Collected data entries
[Start of Attachment]
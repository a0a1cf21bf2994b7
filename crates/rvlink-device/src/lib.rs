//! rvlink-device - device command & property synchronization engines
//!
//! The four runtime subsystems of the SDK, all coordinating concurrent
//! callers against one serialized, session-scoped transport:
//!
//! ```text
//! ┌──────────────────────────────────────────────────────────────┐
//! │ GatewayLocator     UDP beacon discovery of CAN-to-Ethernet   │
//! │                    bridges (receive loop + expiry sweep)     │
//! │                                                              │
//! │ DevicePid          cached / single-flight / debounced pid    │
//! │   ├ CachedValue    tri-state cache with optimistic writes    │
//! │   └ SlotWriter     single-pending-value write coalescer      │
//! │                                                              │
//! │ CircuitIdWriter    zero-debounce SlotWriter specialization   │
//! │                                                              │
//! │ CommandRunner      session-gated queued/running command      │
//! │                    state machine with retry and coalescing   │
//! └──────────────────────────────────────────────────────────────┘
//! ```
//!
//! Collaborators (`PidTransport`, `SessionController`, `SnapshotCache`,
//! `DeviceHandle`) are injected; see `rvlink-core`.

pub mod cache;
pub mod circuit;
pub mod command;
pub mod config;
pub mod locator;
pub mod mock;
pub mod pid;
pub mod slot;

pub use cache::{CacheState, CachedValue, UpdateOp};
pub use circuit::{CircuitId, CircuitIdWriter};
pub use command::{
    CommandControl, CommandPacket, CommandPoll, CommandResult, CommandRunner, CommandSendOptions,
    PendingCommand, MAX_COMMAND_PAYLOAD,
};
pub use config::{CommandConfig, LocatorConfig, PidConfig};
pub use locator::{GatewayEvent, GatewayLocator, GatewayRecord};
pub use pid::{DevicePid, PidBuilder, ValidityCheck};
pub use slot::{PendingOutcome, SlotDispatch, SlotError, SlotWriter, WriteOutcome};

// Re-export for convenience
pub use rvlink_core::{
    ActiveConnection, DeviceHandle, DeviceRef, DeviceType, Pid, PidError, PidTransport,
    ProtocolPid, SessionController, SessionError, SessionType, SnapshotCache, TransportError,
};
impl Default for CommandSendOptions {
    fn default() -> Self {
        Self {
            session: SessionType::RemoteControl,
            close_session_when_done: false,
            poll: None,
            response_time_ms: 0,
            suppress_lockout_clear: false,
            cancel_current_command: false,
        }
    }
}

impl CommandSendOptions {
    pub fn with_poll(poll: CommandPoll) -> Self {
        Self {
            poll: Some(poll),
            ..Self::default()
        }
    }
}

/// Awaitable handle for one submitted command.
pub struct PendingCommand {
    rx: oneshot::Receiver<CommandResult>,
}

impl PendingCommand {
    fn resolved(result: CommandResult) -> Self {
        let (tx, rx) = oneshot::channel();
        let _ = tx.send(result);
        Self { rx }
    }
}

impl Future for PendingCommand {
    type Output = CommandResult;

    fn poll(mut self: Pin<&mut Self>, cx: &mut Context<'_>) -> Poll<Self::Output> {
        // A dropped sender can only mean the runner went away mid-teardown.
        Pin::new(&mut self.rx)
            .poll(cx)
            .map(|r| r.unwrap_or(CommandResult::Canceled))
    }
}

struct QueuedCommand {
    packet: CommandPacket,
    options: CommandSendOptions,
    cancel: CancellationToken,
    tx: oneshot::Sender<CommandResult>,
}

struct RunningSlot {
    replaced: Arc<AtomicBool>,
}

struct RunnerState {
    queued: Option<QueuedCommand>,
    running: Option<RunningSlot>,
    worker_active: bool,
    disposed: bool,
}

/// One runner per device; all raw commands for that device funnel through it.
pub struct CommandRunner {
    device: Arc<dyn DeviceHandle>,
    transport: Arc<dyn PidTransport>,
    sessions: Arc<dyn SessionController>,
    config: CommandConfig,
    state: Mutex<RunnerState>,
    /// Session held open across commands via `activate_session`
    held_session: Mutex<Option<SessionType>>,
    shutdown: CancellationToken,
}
[End of Attachment]
What is required: Make an exact copy of all the data.

Task result:
repository a0a1cf21bf2994b7
filename crates/rvlink-device/src/lib.rs
//! rvlink-device - device command & property synchronization engines
//!
//! The four runtime subsystems of the SDK, all coordinating concurrent
//! callers against one serialized, session-scoped transport:
//!
//! ```text
//! ┌──────────────────────────────────────────────────────────────┐
//! │ GatewayLocator     UDP beacon discovery of CAN-to-Ethernet   │
//! │                    bridges (receive loop + expiry sweep)     │
//! │                                                              │
//! │ DevicePid          cached / single-flight / debounced pid    │
//! │   ├ CachedValue    tri-state cache with optimistic writes    │
//! │   └ SlotWriter     single-pending-value write coalescer      │
//! │                                                              │
//! │ CircuitIdWriter    zero-debounce SlotWriter specialization   │
//! │                                                              │
//! │ CommandRunner      session-gated queued/running command      │
//! │                    state machine with retry and coalescing   │
//! └──────────────────────────────────────────────────────────────┘
//! ```
//!
//! Collaborators (`PidTransport`, `SessionController`, `SnapshotCache`,
//! `DeviceHandle`) are injected; see `rvlink-core`.

pub mod cache;
pub mod circuit;
pub mod command;
pub mod config;
pub mod locator;
pub mod mock;
pub mod pid;
pub mod slot;

pub use cache::{CacheState, CachedValue, UpdateOp};
pub use circuit::{CircuitId, CircuitIdWriter};
pub use command::{
    CommandControl, CommandPacket, CommandPoll, CommandResult, CommandRunner, CommandSendOptions,
    PendingCommand, MAX_COMMAND_PAYLOAD,
};
pub use config::{CommandConfig, LocatorConfig, PidConfig};
pub use locator::{GatewayEvent, GatewayLocator, GatewayRecord};
pub use pid::{DevicePid, PidBuilder, ValidityCheck};
pub use slot::{PendingOutcome, SlotDispatch, SlotError, SlotWriter, WriteOutcome};

// Re-export for convenience
pub use rvlink_core::{
    ActiveConnection, DeviceHandle, DeviceRef, DeviceType, Pid, PidError, PidTransport,
    ProtocolPid, SessionController, SessionError, SessionType, SnapshotCache, TransportError,
};
impl Default for CommandSendOptions {
    fn default() -> Self {
        Self {
            session: SessionType::RemoteControl,
            close_session_when_done: false,
            poll: None,
            response_time_ms: 0,
            suppress_lockout_clear: false,
            cancel_current_command: false,
        }
    }
}

impl CommandSendOptions {
    pub fn with_poll(poll: CommandPoll) -> Self {
        Self {
            poll: Some(poll),
            ..Self::default()
        }
    }
}

/// Awaitable handle for one submitted command.
pub struct PendingCommand {
    rx: oneshot::Receiver<CommandResult>,
}

impl PendingCommand {
    fn resolved(result: CommandResult) -> Self {
        let (tx, rx) = oneshot::channel();
        let _ = tx.send(result);
        Self { rx }
    }
}

impl Future for PendingCommand {
    type Output = CommandResult;

    fn poll(mut self: Pin<&mut Self>, cx: &mut Context<'_>) -> Poll<Self::Output> {
        // A dropped sender can only mean the runner went away mid-teardown.
        Pin::new(&mut self.rx)
            .poll(cx)
            .map(|r| r.unwrap_or(CommandResult::Canceled))
    }
}

struct QueuedCommand {
    packet: CommandPacket,
    options: CommandSendOptions,
    cancel: CancellationToken,
    tx: oneshot::Sender<CommandResult>,
}

struct RunningSlot {
    replaced: Arc<AtomicBool>,
}

struct RunnerState {
    queued: Option<QueuedCommand>,
    running: Option<RunningSlot>,
    worker_active: bool,
    disposed: bool,
}

/// One runner per device; all raw commands for that device funnel through it.
pub struct CommandRunner {
    device: Arc<dyn DeviceHandle>,
    transport: Arc<dyn PidTransport>,
    sessions: Arc<dyn SessionController>,
    config: CommandConfig,
    state: Mutex<RunnerState>,
    /// Session held open across commands via `activate_session`
    held_session: Mutex<Option<SessionType>>,
    shutdown: CancellationToken,
}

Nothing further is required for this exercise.